Asian and African countries are counting on the hydrocarbon to expand access to electricity
Coal is clinging to the top spot in power generation, accounting for as much of the world’s electricity as it did two decades ago, despite heightened concerns about climate change and a slowdown in financing for projects involving the dirtiest of fossil fuels.
U.S. exports of coal more than doubled in 2017 and are set to grow this year, according to the Energy Information Administration. Countries across Asia and Africa are expected to increase their use of coal for expanding power generation through 2040, says the EIA.
The rebound shows coal’s resilience, especially in emerging regions, and recent events suggest the market for black combustible rock will remain strong.

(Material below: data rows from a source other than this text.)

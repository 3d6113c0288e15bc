//! In-memory ordered store.
//!
//! Mirrors the Redis semantics the queue relies on: descending rank with
//! ties broken by reverse lexicographic member order (as `ZREVRANGE` does),
//! idempotent set adds, and atomic bounded adds that require the member to
//! still be waiting.

use admission_core::store::{BoundedAdd, OrderedStore, StoreResult};
use admission_core::StoreError;
use async_trait::async_trait;
use std::collections::{HashMap, HashSet};
use std::sync::{Arc, Mutex, MutexGuard};

#[derive(Debug, Default)]
struct Collections {
    /// key -> (member -> score)
    sorted: HashMap<String, HashMap<String, f64>>,
    /// key -> members
    sets: HashMap<String, HashSet<String>>,
}

/// `HashMap`-backed [`OrderedStore`] for fast, deterministic tests.
///
/// Clones share the same data, so a test can hand one clone to the queue and
/// inspect another.
///
/// # Example
///
/// ```
/// use admission_testing::InMemoryOrderedStore;
/// use admission_core::OrderedStore;
///
/// # async fn example() -> Result<(), Box<dyn std::error::Error>> {
/// let store = InMemoryOrderedStore::new();
/// store.score_upsert("queue", "alice", 10.0).await?;
/// store.score_upsert("queue", "bob", 5.0).await?;
///
/// assert_eq!(store.rank_desc("queue", "bob").await?, Some(1));
/// # Ok(())
/// # }
/// ```
#[derive(Debug, Clone, Default)]
pub struct InMemoryOrderedStore {
    data: Arc<Mutex<Collections>>,
}

impl InMemoryOrderedStore {
    /// Create an empty store.
    #[must_use]
    pub fn new() -> Self {
        Self::default()
    }

    fn lock(&self) -> StoreResult<MutexGuard<'_, Collections>> {
        self.data
            .lock()
            .map_err(|_| StoreError::Command("Mutex lock failed".into()))
    }

    fn sorted_desc(members: &HashMap<String, f64>) -> Vec<(&String, f64)> {
        let mut entries: Vec<(&String, f64)> =
            members.iter().map(|(member, score)| (member, *score)).collect();
        entries.sort_by(|a, b| b.1.total_cmp(&a.1).then_with(|| b.0.cmp(a.0)));
        entries
    }

    /// Members of a score-ordered set, highest score first.
    #[must_use]
    pub fn ranked_members(&self, set_key: &str) -> Vec<String> {
        self.lock()
            .map(|data| {
                data.sorted
                    .get(set_key)
                    .map(|members| {
                        Self::sorted_desc(members)
                            .into_iter()
                            .map(|(member, _)| member.clone())
                            .collect()
                    })
                    .unwrap_or_default()
            })
            .unwrap_or_default()
    }

    /// Score of `member`, if present.
    #[must_use]
    pub fn score_of(&self, set_key: &str, member: &str) -> Option<f64> {
        self.lock()
            .ok()?
            .sorted
            .get(set_key)?
            .get(member)
            .copied()
    }

    /// Members of a plain set, sorted for stable assertions.
    #[must_use]
    pub fn set_members(&self, set_key: &str) -> Vec<String> {
        let mut members: Vec<String> = self
            .lock()
            .map(|data| {
                data.sets
                    .get(set_key)
                    .map(|set| set.iter().cloned().collect())
                    .unwrap_or_default()
            })
            .unwrap_or_default();
        members.sort();
        members
    }

    /// Drop all data (for test isolation).
    pub fn clear(&self) {
        if let Ok(mut data) = self.lock() {
            data.sorted.clear();
            data.sets.clear();
        }
    }
}

#[async_trait]
impl OrderedStore for InMemoryOrderedStore {
    async fn score_upsert(&self, set_key: &str, member: &str, score: f64) -> StoreResult<()> {
        self.lock()?
            .sorted
            .entry(set_key.to_string())
            .or_default()
            .insert(member.to_string(), score);
        Ok(())
    }

    async fn score_remove(&self, set_key: &str, member: &str) -> StoreResult<bool> {
        Ok(self
            .lock()?
            .sorted
            .get_mut(set_key)
            .is_some_and(|members| members.remove(member).is_some()))
    }

    async fn rank_desc(&self, set_key: &str, member: &str) -> StoreResult<Option<u64>> {
        let data = self.lock()?;
        let Some(members) = data.sorted.get(set_key) else {
            return Ok(None);
        };
        Ok(Self::sorted_desc(members)
            .iter()
            .position(|(candidate, _)| candidate.as_str() == member)
            .map(|rank| rank as u64))
    }

    async fn range_desc(&self, set_key: &str, start: u64, stop: u64) -> StoreResult<Vec<String>> {
        let data = self.lock()?;
        let Some(members) = data.sorted.get(set_key) else {
            return Ok(Vec::new());
        };
        if stop < start {
            return Ok(Vec::new());
        }
        let skip = usize::try_from(start).unwrap_or(usize::MAX);
        let take = usize::try_from(stop - start).map_or(usize::MAX, |n| n.saturating_add(1));
        Ok(Self::sorted_desc(members)
            .into_iter()
            .skip(skip)
            .take(take)
            .map(|(member, _)| member.clone())
            .collect())
    }

    async fn cardinality(&self, set_key: &str) -> StoreResult<u64> {
        Ok(self
            .lock()?
            .sorted
            .get(set_key)
            .map_or(0, |members| members.len() as u64))
    }

    async fn set_add(&self, set_key: &str, member: &str) -> StoreResult<()> {
        self.lock()?
            .sets
            .entry(set_key.to_string())
            .or_default()
            .insert(member.to_string());
        Ok(())
    }

    async fn set_add_bounded(
        &self,
        set_key: &str,
        source_key: &str,
        member: &str,
        capacity: u64,
    ) -> StoreResult<BoundedAdd> {
        let mut data = self.lock()?;
        let waiting = data
            .sorted
            .get(source_key)
            .is_some_and(|members| members.contains_key(member));
        if !waiting {
            return Ok(BoundedAdd::NotWaiting);
        }
        let set = data.sets.entry(set_key.to_string()).or_default();
        if set.contains(member) {
            return Ok(BoundedAdd::AlreadyMember);
        }
        if set.len() as u64 >= capacity {
            return Ok(BoundedAdd::Full);
        }
        set.insert(member.to_string());
        Ok(BoundedAdd::Added)
    }

    async fn set_remove(&self, set_key: &str, member: &str) -> StoreResult<bool> {
        Ok(self
            .lock()?
            .sets
            .get_mut(set_key)
            .is_some_and(|set| set.remove(member)))
    }

    async fn set_is_member(&self, set_key: &str, member: &str) -> StoreResult<bool> {
        Ok(self
            .lock()?
            .sets
            .get(set_key)
            .is_some_and(|set| set.contains(member)))
    }

    async fn set_cardinality(&self, set_key: &str) -> StoreResult<u64> {
        Ok(self
            .lock()?
            .sets
            .get(set_key)
            .map_or(0, |set| set.len() as u64))
    }

    async fn ping(&self) -> StoreResult<()> {
        self.lock().map(|_| ())
    }
}

#[cfg(test)]
mod tests {
    use super::*;

    #[tokio::test]
    async fn test_rank_and_range_are_descending() {
        let store = InMemoryOrderedStore::new();
        store.score_upsert("q", "low", 1.0).await.unwrap();
        store.score_upsert("q", "high", 9.0).await.unwrap();
        store.score_upsert("q", "mid", 5.0).await.unwrap();

        assert_eq!(store.rank_desc("q", "high").await.unwrap(), Some(0));
        assert_eq!(store.rank_desc("q", "low").await.unwrap(), Some(2));
        assert_eq!(store.rank_desc("q", "missing").await.unwrap(), None);
        assert_eq!(store.range_desc("q", 0, 1).await.unwrap(), vec!["high", "mid"]);
        assert_eq!(store.range_desc("q", 2, 10).await.unwrap(), vec!["low"]);
        assert!(store.range_desc("q", 5, 10).await.unwrap().is_empty());
    }

    #[tokio::test]
    async fn test_equal_scores_order_reverse_lexicographically() {
        let store = InMemoryOrderedStore::new();
        store.score_upsert("q", "a", 1.0).await.unwrap();
        store.score_upsert("q", "b", 1.0).await.unwrap();

        assert_eq!(store.ranked_members("q"), vec!["b", "a"]);
    }

    #[tokio::test]
    async fn test_upsert_replaces_score() {
        let store = InMemoryOrderedStore::new();
        store.score_upsert("q", "a", 1.0).await.unwrap();
        store.score_upsert("q", "a", 3.0).await.unwrap();

        assert_eq!(store.cardinality("q").await.unwrap(), 1);
        assert_eq!(store.score_of("q", "a"), Some(3.0));
    }

    #[tokio::test]
    async fn test_bounded_add() {
        let store = InMemoryOrderedStore::new();
        store.score_upsert("q", "a", 2.0).await.unwrap();
        store.score_upsert("q", "b", 1.0).await.unwrap();

        assert_eq!(store.set_add_bounded("s", "q", "a", 1).await.unwrap(), BoundedAdd::Added);
        assert_eq!(
            store.set_add_bounded("s", "q", "a", 1).await.unwrap(),
            BoundedAdd::AlreadyMember
        );
        assert_eq!(store.set_add_bounded("s", "q", "b", 1).await.unwrap(), BoundedAdd::Full);
        assert_eq!(store.set_members("s"), vec!["a"]);
    }

    #[tokio::test]
    async fn test_bounded_add_requires_waiting_member() {
        let store = InMemoryOrderedStore::new();
        store.score_upsert("q", "a", 1.0).await.unwrap();
        store.score_remove("q", "a").await.unwrap();

        assert_eq!(
            store.set_add_bounded("s", "q", "a", 5).await.unwrap(),
            BoundedAdd::NotWaiting
        );
        assert!(store.set_members("s").is_empty());
    }

    #[tokio::test]
    async fn test_removals_report_presence() {
        let store = InMemoryOrderedStore::new();
        store.set_add("s", "a").await.unwrap();
        store.score_upsert("q", "a", 1.0).await.unwrap();

        assert!(store.set_remove("s", "a").await.unwrap());
        assert!(!store.set_remove("s", "a").await.unwrap());
        assert!(store.score_remove("q", "a").await.unwrap());
        assert!(!store.score_remove("q", "a").await.unwrap());
    }
}
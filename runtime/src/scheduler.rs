//! Background activation sweep.
//!
//! Joins and completions already try to fill free slots themselves, but
//! those attempts are best effort. The scheduler repeats the activation pass
//! on a fixed interval so admission always makes progress: after a failed
//! backfill, after a crash between a join's upsert and its activation, or
//! after a restart.
//!
//! One pass is in flight at a time from the scheduler. Passes triggered by
//! requests may overlap with it; activation is idempotent and bounded at the
//! store, so no coordination is needed.

use crate::retry::{RetryPolicy, retry_with_predicate};
use admission_core::telemetry::QueueMetrics;
use admission_core::{AdmissionError, AdmissionQueue, Result};
use std::sync::Arc;
use std::time::Duration;
use tokio::sync::watch;
use tokio::task::JoinHandle;
use tokio::time::{MissedTickBehavior, interval};
use tracing::{debug, error, info};

/// Default interval between steady-state passes.
pub const DEFAULT_POLL_INTERVAL: Duration = Duration::from_secs(5);
/// Default number of startup attempts.
pub const DEFAULT_STARTUP_RETRIES: usize = 5;
/// Default delay between startup attempts.
pub const DEFAULT_STARTUP_RETRY_DELAY: Duration = Duration::from_secs(2);

/// Scheduler timing.
#[derive(Debug, Clone, PartialEq, Eq)]
pub struct SchedulerConfig {
    /// Interval between steady-state activation passes
    pub poll_interval: Duration,
    /// Activation attempts during the startup handshake
    pub startup_retries: usize,
    /// Fixed delay between startup attempts
    pub startup_retry_delay: Duration,
}

impl SchedulerConfig {
    /// Reject timings the scheduler cannot run with.
    ///
    /// # Errors
    ///
    /// Returns [`AdmissionError::InvalidConfig`] for a zero poll interval or
    /// zero startup attempts.
    pub fn validate(&self) -> Result<()> {
        if self.poll_interval.is_zero() {
            return Err(AdmissionError::InvalidConfig(
                "poll_interval must be greater than zero".to_string(),
            ));
        }
        if self.startup_retries == 0 {
            return Err(AdmissionError::InvalidConfig(
                "startup_retries must be at least 1".to_string(),
            ));
        }
        Ok(())
    }
}

impl Default for SchedulerConfig {
    fn default() -> Self {
        Self {
            poll_interval: DEFAULT_POLL_INTERVAL,
            startup_retries: DEFAULT_STARTUP_RETRIES,
            startup_retry_delay: DEFAULT_STARTUP_RETRY_DELAY,
        }
    }
}

/// Periodic caller of [`AdmissionQueue::activate`].
///
/// # Lifecycle
///
/// 1. **Startup handshake**: up to `startup_retries` attempts,
///    `startup_retry_delay` apart, to ride out a store that is still
///    starting. If every attempt fails the scheduler logs and moves on.
/// 2. **Steady state**: one pass every `poll_interval`, forever. A failed
///    pass is logged and the loop continues.
///
/// Sending `true` on the shutdown sender stops it in either phase. Dropping
/// the sender stops it as well.
///
/// # Example
///
/// ```ignore
/// let (scheduler, shutdown) = ActivationScheduler::new(queue, SchedulerConfig::default())?;
/// let handle = scheduler.spawn();
///
/// // On SIGTERM:
/// shutdown.send(true).ok();
/// handle.await?;
/// ```
pub struct ActivationScheduler {
    queue: Arc<AdmissionQueue>,
    config: SchedulerConfig,
    shutdown: watch::Receiver<bool>,
}

impl ActivationScheduler {
    /// Create a scheduler and the sender that stops it.
    ///
    /// # Errors
    ///
    /// Returns [`AdmissionError::InvalidConfig`] if `config` fails
    /// [`SchedulerConfig::validate`].
    pub fn new(
        queue: Arc<AdmissionQueue>,
        config: SchedulerConfig,
    ) -> Result<(Self, watch::Sender<bool>)> {
        config.validate()?;
        let (shutdown_tx, shutdown_rx) = watch::channel(false);
        let scheduler = Self {
            queue,
            config,
            shutdown: shutdown_rx,
        };
        Ok((scheduler, shutdown_tx))
    }

    /// Scheduler timing.
    #[must_use]
    pub const fn config(&self) -> &SchedulerConfig {
        &self.config
    }

    /// Run on a background task.
    #[must_use]
    pub fn spawn(self) -> JoinHandle<()> {
        tokio::spawn(self.run())
    }

    /// Run until shutdown is signalled.
    pub async fn run(self) {
        let mut shutdown = self.shutdown.clone();
        info!(
            poll_interval_ms = millis(self.config.poll_interval),
            startup_retries = self.config.startup_retries,
            "Activation scheduler starting"
        );

        let completed = tokio::select! {
            () = self.startup_handshake() => true,
            () = stop_requested(&mut shutdown) => false,
        };

        if completed {
            let mut ticker = interval(self.config.poll_interval);
            ticker.set_missed_tick_behavior(MissedTickBehavior::Delay);
            // The first tick fires immediately; the handshake just ran a pass.
            ticker.tick().await;

            loop {
                tokio::select! {
                    _ = ticker.tick() => {
                        // Failures are logged inside; the loop never exits on them.
                        let _ = self.tick().await;
                    }
                    () = stop_requested(&mut shutdown) => break,
                }
            }
        }

        info!("Activation scheduler stopped");
    }

    /// Run a single activation pass.
    ///
    /// Records the outcome and logs admissions, then returns the result so
    /// operators and tests can inspect it.
    ///
    /// # Errors
    ///
    /// Returns the [`AdmissionError`] from the failed pass.
    pub async fn tick(&self) -> Result<usize> {
        match self.queue.activate().await {
            Ok(admitted) => {
                QueueMetrics::record_scheduler_tick("ok");
                if admitted > 0 {
                    info!(admitted, "Scheduler admitted clients");
                } else {
                    debug!("Scheduler pass admitted nobody");
                }
                Ok(admitted)
            }
            Err(e) => {
                QueueMetrics::record_scheduler_tick("error");
                error!(error = %e, "Scheduler activation pass failed");
                Err(e)
            }
        }
    }

    async fn startup_handshake(&self) {
        let policy = RetryPolicy::fixed(self.config.startup_retries, self.config.startup_retry_delay);
        let attempts = policy.attempts();

        let result = retry_with_predicate(
            policy,
            || self.queue.activate(),
            AdmissionError::is_retryable,
        )
        .await;

        match result {
            Ok(admitted) => {
                QueueMetrics::record_scheduler_tick("ok");
                info!(admitted, "Startup activation succeeded");
            }
            Err(e) => {
                QueueMetrics::record_scheduler_tick("error");
                error!(
                    attempts,
                    error = %e,
                    "Startup activation failed, continuing with periodic sweep"
                );
            }
        }
    }
}

/// Resolves once `true` is sent or the sender is dropped.
async fn stop_requested(shutdown: &mut watch::Receiver<bool>) {
    if shutdown.wait_for(|stop| *stop).await.is_ok() {
        info!("Shutdown signal received");
    }
}

fn millis(duration: Duration) -> u64 {
    u64::try_from(duration.as_millis()).unwrap_or(u64::MAX)
}

#[cfg(test)]
mod tests {
    #![allow(clippy::unwrap_used, clippy::expect_used)] // Test code can use unwrap/expect

    use super::*;
    use admission_core::queue::DEFAULT_WAITING_KEY;
    use admission_core::{ClientId, OrderedStore, QueueConfig};
    use admission_testing::{FlakyStore, ManualClock};

    fn queue_over(store: &FlakyStore) -> Arc<AdmissionQueue> {
        Arc::new(
            AdmissionQueue::new(
                Arc::new(store.clone()),
                Arc::new(ManualClock::ticking(chrono::Duration::seconds(1))),
                QueueConfig::with_max_active(2),
            )
            .unwrap(),
        )
    }

    fn scheduler_over(
        store: &FlakyStore,
    ) -> (ActivationScheduler, watch::Sender<bool>, Arc<AdmissionQueue>) {
        let queue = queue_over(store);
        let (scheduler, shutdown) =
            ActivationScheduler::new(Arc::clone(&queue), SchedulerConfig::default()).unwrap();
        (scheduler, shutdown, queue)
    }

    async fn enqueue_without_activation(store: &FlakyStore, member: &str, score: f64) {
        store
            .inner()
            .score_upsert(DEFAULT_WAITING_KEY, member, score)
            .await
            .unwrap();
    }

    async fn is_active(queue: &AdmissionQueue, member: &str) -> bool {
        queue.can_purchase(&ClientId::parse(member).unwrap()).await.unwrap()
    }

    async fn sleep(secs: f64) {
        tokio::time::sleep(Duration::from_secs_f64(secs)).await;
    }

    #[tokio::test(start_paused = true)]
    async fn test_startup_pass_admits_waiting_clients() {
        let store = FlakyStore::new();
        enqueue_without_activation(&store, "a", 2.0).await;
        enqueue_without_activation(&store, "b", 1.0).await;
        let (scheduler, shutdown, queue) = scheduler_over(&store);

        let handle = scheduler.spawn();
        sleep(0.1).await;

        assert!(is_active(&queue, "a").await);
        assert!(is_active(&queue, "b").await);

        shutdown.send(true).unwrap();
        handle.await.unwrap();
    }

    #[tokio::test(start_paused = true)]
    async fn test_startup_retries_until_store_comes_up() {
        let store = FlakyStore::new();
        enqueue_without_activation(&store, "a", 1.0).await;
        store.fail_next(2);
        let (scheduler, shutdown, queue) = scheduler_over(&store);

        let handle = scheduler.spawn();

        // Attempts at t=0 and t=2 fail, t=4 succeeds.
        sleep(3.0).await;
        assert!(!is_active(&queue, "a").await);
        sleep(1.5).await;
        assert!(is_active(&queue, "a").await);

        shutdown.send(true).unwrap();
        handle.await.unwrap();
    }

    #[tokio::test(start_paused = true)]
    async fn test_exhausted_handshake_falls_through_to_steady_loop() {
        let store = FlakyStore::new();
        store.set_down(true);
        let (scheduler, shutdown, queue) = scheduler_over(&store);

        let handle = scheduler.spawn();

        // Five attempts span t=0..8; the store stays down past that.
        sleep(9.0).await;
        assert!(!handle.is_finished());

        store.set_down(false);
        enqueue_without_activation(&store, "late", 1.0).await;
        sleep(5.5).await;
        assert!(is_active(&queue, "late").await);

        shutdown.send(true).unwrap();
        handle.await.unwrap();
    }

    #[tokio::test(start_paused = true)]
    async fn test_steady_loop_survives_failed_ticks() {
        let store = FlakyStore::new();
        let (scheduler, shutdown, queue) = scheduler_over(&store);
        let handle = scheduler.spawn();
        sleep(0.1).await;

        store.set_down(true);
        sleep(12.0).await;
        store.set_down(false);

        enqueue_without_activation(&store, "x", 1.0).await;
        sleep(5.0).await;
        assert!(is_active(&queue, "x").await);

        shutdown.send(true).unwrap();
        handle.await.unwrap();
    }

    #[tokio::test(start_paused = true)]
    async fn test_shutdown_during_handshake() {
        let store = FlakyStore::new();
        store.set_down(true);
        let (scheduler, shutdown, _queue) = scheduler_over(&store);
        let handle = scheduler.spawn();

        sleep(1.0).await;
        shutdown.send(true).unwrap();

        tokio::time::timeout(Duration::from_millis(100), handle)
            .await
            .expect("scheduler should stop promptly")
            .unwrap();
        // Only the first attempt ran.
        assert!(store.calls() <= 1);
    }

    #[tokio::test(start_paused = true)]
    async fn test_dropped_sender_stops_scheduler() {
        let store = FlakyStore::new();
        let (scheduler, shutdown, _queue) = scheduler_over(&store);
        let handle = scheduler.spawn();

        sleep(0.1).await;
        drop(shutdown);

        tokio::time::timeout(Duration::from_secs(1), handle)
            .await
            .expect("scheduler should stop once the sender is gone")
            .unwrap();
    }

    #[test]
    fn test_zero_poll_interval_is_rejected() {
        let store = FlakyStore::new();
        let config = SchedulerConfig {
            poll_interval: Duration::ZERO,
            ..SchedulerConfig::default()
        };

        let result = ActivationScheduler::new(queue_over(&store), config);
        assert!(matches!(result, Err(AdmissionError::InvalidConfig(_))));
    }

    #[test]
    fn test_zero_startup_attempts_is_rejected() {
        let config = SchedulerConfig {
            startup_retries: 0,
            ..SchedulerConfig::default()
        };
        assert!(matches!(
            config.validate(),
            Err(AdmissionError::InvalidConfig(_))
        ));
        assert!(SchedulerConfig::default().validate().is_ok());
    }

    #[tokio::test]
    async fn test_tick_reports_admissions_and_failures() {
        let store = FlakyStore::new();
        enqueue_without_activation(&store, "a", 1.0).await;
        let (scheduler, _shutdown, _queue) = scheduler_over(&store);

        assert_eq!(scheduler.tick().await.unwrap(), 1);
        assert_eq!(scheduler.tick().await.unwrap(), 0);

        store.set_down(true);
        assert!(scheduler.tick().await.unwrap_err().is_retryable());
    }
}
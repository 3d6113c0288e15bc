//! HTTP handlers.

pub mod health;
pub mod queue;
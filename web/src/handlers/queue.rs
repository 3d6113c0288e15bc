//! Queue endpoints.
//!
//! - `POST /queue/join` - join (or re-join) the waiting list
//! - `GET /queue/position/:user_address` - place in line and eligibility
//! - `GET /queue/can-purchase/:user_address` - eligibility only
//! - `POST /queue/complete/:user_address` - release the slot after a purchase
//! - `POST /queue/leave` - give up a place in line
//! - `GET /queue/stats` - occupancy
//!
//! Addresses are normalized (trimmed, lower-cased) before use, and responses
//! echo the normalized form.

use crate::error::AppError;
use crate::state::AppState;
use admission_core::{
    ClientId, CompleteStatus, JoinOutcome, LeaveStatus, PriorityWeight, QueueStats,
};
use axum::{
    Json,
    extract::{Path, State},
};
use serde::{Deserialize, Serialize};

// ============================================================================
// Request / Response Types
// ============================================================================

/// Body of `POST /queue/join`.
#[derive(Debug, Clone, Deserialize, Serialize)]
pub struct JoinRequest {
    /// Wallet address of the buyer
    pub user_address: String,
    /// Loyalty points backing this join (the priority weight)
    pub points_amount: i64,
    /// Charge the configured ledger before joining
    #[serde(default)]
    pub redeem_points: bool,
}

/// Response of `POST /queue/join`.
#[derive(Debug, Clone, Deserialize, Serialize)]
pub struct JoinResponse {
    /// Always `true`; failures use the error body
    pub success: bool,
    /// Normalized address
    pub user_address: String,
    /// 1-indexed position in line
    pub queue_position: u64,
    /// Priority weight the join was recorded with
    pub points_redeemed: u64,
    /// Whether the buyer may purchase right now
    pub can_purchase: bool,
}

impl From<JoinOutcome> for JoinResponse {
    fn from(outcome: JoinOutcome) -> Self {
        Self {
            success: true,
            user_address: outcome.client_id.to_string(),
            queue_position: outcome.queue_position,
            points_redeemed: outcome.priority_weight.units(),
            can_purchase: outcome.is_active,
        }
    }
}

/// Response of `GET /queue/position/:user_address`.
#[derive(Debug, Clone, Deserialize, Serialize)]
pub struct PositionResponse {
    /// Normalized address
    pub user_address: String,
    /// 1-indexed position in line, 0 if not waiting
    pub queue_position: u64,
    /// Whether the buyer may purchase right now
    pub can_purchase: bool,
}

/// Response of `GET /queue/can-purchase/:user_address`.
#[derive(Debug, Clone, Deserialize, Serialize)]
pub struct CanPurchaseResponse {
    /// Normalized address
    pub user_address: String,
    /// Whether the buyer may purchase right now
    pub can_purchase: bool,
}

/// Response of `POST /queue/complete/:user_address`.
#[derive(Debug, Clone, Deserialize, Serialize)]
pub struct CompleteResponse {
    /// Always `completed`
    pub status: CompleteStatus,
    /// Normalized address
    pub user_address: String,
}

/// Body of `POST /queue/leave`.
#[derive(Debug, Clone, Deserialize, Serialize)]
pub struct LeaveRequest {
    /// Wallet address of the buyer
    pub user_address: String,
}

/// Response of `POST /queue/leave`.
#[derive(Debug, Clone, Deserialize, Serialize)]
pub struct LeaveResponse {
    /// `removed`, or `error` if the store could not be reached
    pub status: LeaveStatus,
    /// Normalized address
    pub user_address: String,
    /// Whether the buyer was waiting before the call
    pub was_in_queue: bool,
}

// ============================================================================
// Handlers
// ============================================================================

/// Join the queue.
///
/// ```bash
/// curl -X POST http://localhost:8080/queue/join \
///   -H 'content-type: application/json' \
///   -d '{"user_address": "0xAbc", "points_amount": 10}'
/// ```
///
/// # Errors
///
/// - 422 for an empty address
/// - 422 for negative points or points above
///   [`MAX_PRIORITY_WEIGHT`](admission_core::MAX_PRIORITY_WEIGHT)
/// - 409 if the ledger refuses the redemption
/// - 503 if the store or ledger is unreachable
pub async fn join_queue(
    State(state): State<AppState>,
    Json(request): Json<JoinRequest>,
) -> Result<Json<JoinResponse>, AppError> {
    let client_id = ClientId::parse(&request.user_address)?;
    let weight = PriorityWeight::try_from_i64(request.points_amount)?;

    let outcome = if request.redeem_points {
        state
            .queue
            .redeem_and_join(&client_id, weight.units(), state.ledger.as_ref())
            .await?
    } else {
        state.queue.join(&client_id, weight).await?
    };

    Ok(Json(outcome.into()))
}

/// Place in line.
///
/// # Errors
///
/// 422 for an empty address, 503 if the store is unreachable.
pub async fn get_position(
    State(state): State<AppState>,
    Path(user_address): Path<String>,
) -> Result<Json<PositionResponse>, AppError> {
    let client_id = ClientId::parse(&user_address)?;
    let report = state.queue.position_report(&client_id).await?;

    Ok(Json(PositionResponse {
        user_address: report.client_id.to_string(),
        queue_position: report.queue_position,
        can_purchase: report.can_purchase,
    }))
}

/// Purchase eligibility.
///
/// # Errors
///
/// 422 for an empty address, 503 if the store is unreachable.
pub async fn can_purchase(
    State(state): State<AppState>,
    Path(user_address): Path<String>,
) -> Result<Json<CanPurchaseResponse>, AppError> {
    let client_id = ClientId::parse(&user_address)?;
    let can_purchase = state.queue.can_purchase(&client_id).await?;

    Ok(Json(CanPurchaseResponse {
        user_address: client_id.to_string(),
        can_purchase,
    }))
}

/// Release the buyer's slot after a purchase.
///
/// # Errors
///
/// 422 for an empty address, 503 if the store is unreachable.
pub async fn complete_purchase(
    State(state): State<AppState>,
    Path(user_address): Path<String>,
) -> Result<Json<CompleteResponse>, AppError> {
    let client_id = ClientId::parse(&user_address)?;
    let outcome = state.queue.complete(&client_id).await?;

    Ok(Json(CompleteResponse {
        status: outcome.status,
        user_address: outcome.client_id.to_string(),
    }))
}

/// Leave the queue.
///
/// Store failures are reported in the body with `status: "error"`, not as
/// an HTTP error.
///
/// # Errors
///
/// 422 for an empty address.
pub async fn leave_queue(
    State(state): State<AppState>,
    Json(request): Json<LeaveRequest>,
) -> Result<Json<LeaveResponse>, AppError> {
    let client_id = ClientId::parse(&request.user_address)?;
    let outcome = state.queue.leave(&client_id).await;

    Ok(Json(LeaveResponse {
        status: outcome.status,
        user_address: outcome.client_id.to_string(),
        was_in_queue: outcome.was_in_queue,
    }))
}

/// Queue occupancy.
///
/// # Errors
///
/// 503 if the store is unreachable.
pub async fn get_stats(State(state): State<AppState>) -> Result<Json<QueueStats>, AppError> {
    Ok(Json(state.queue.stats().await?))
}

In the U.S., the Trump administration has proposed to reverse U.S. rules on coal emissions, and countries including India and Vietnam are planning major coal projects.
Coal accounted for 38% of the world’s electric power generation in 2017, putting it at the same level as in 1998, according to a recent report by BP PLC. A revival of the thermal coal market last year helped to lift mining companies’ earnings and share prices. Among them was Glencore PLC, one of the world’s largest mining concerns. In March, it spent $1.7 billion for coal assets in Australia as part of a bet that demand for coal in Southeast Asia will remain robust.
Meanwhile, global carbon emissions from coal and other fossil fuels increased by 1.4% in 2017 after three flat years. The rise is attributed to economic growth and increasing energy demand in Asia, according to the IEA.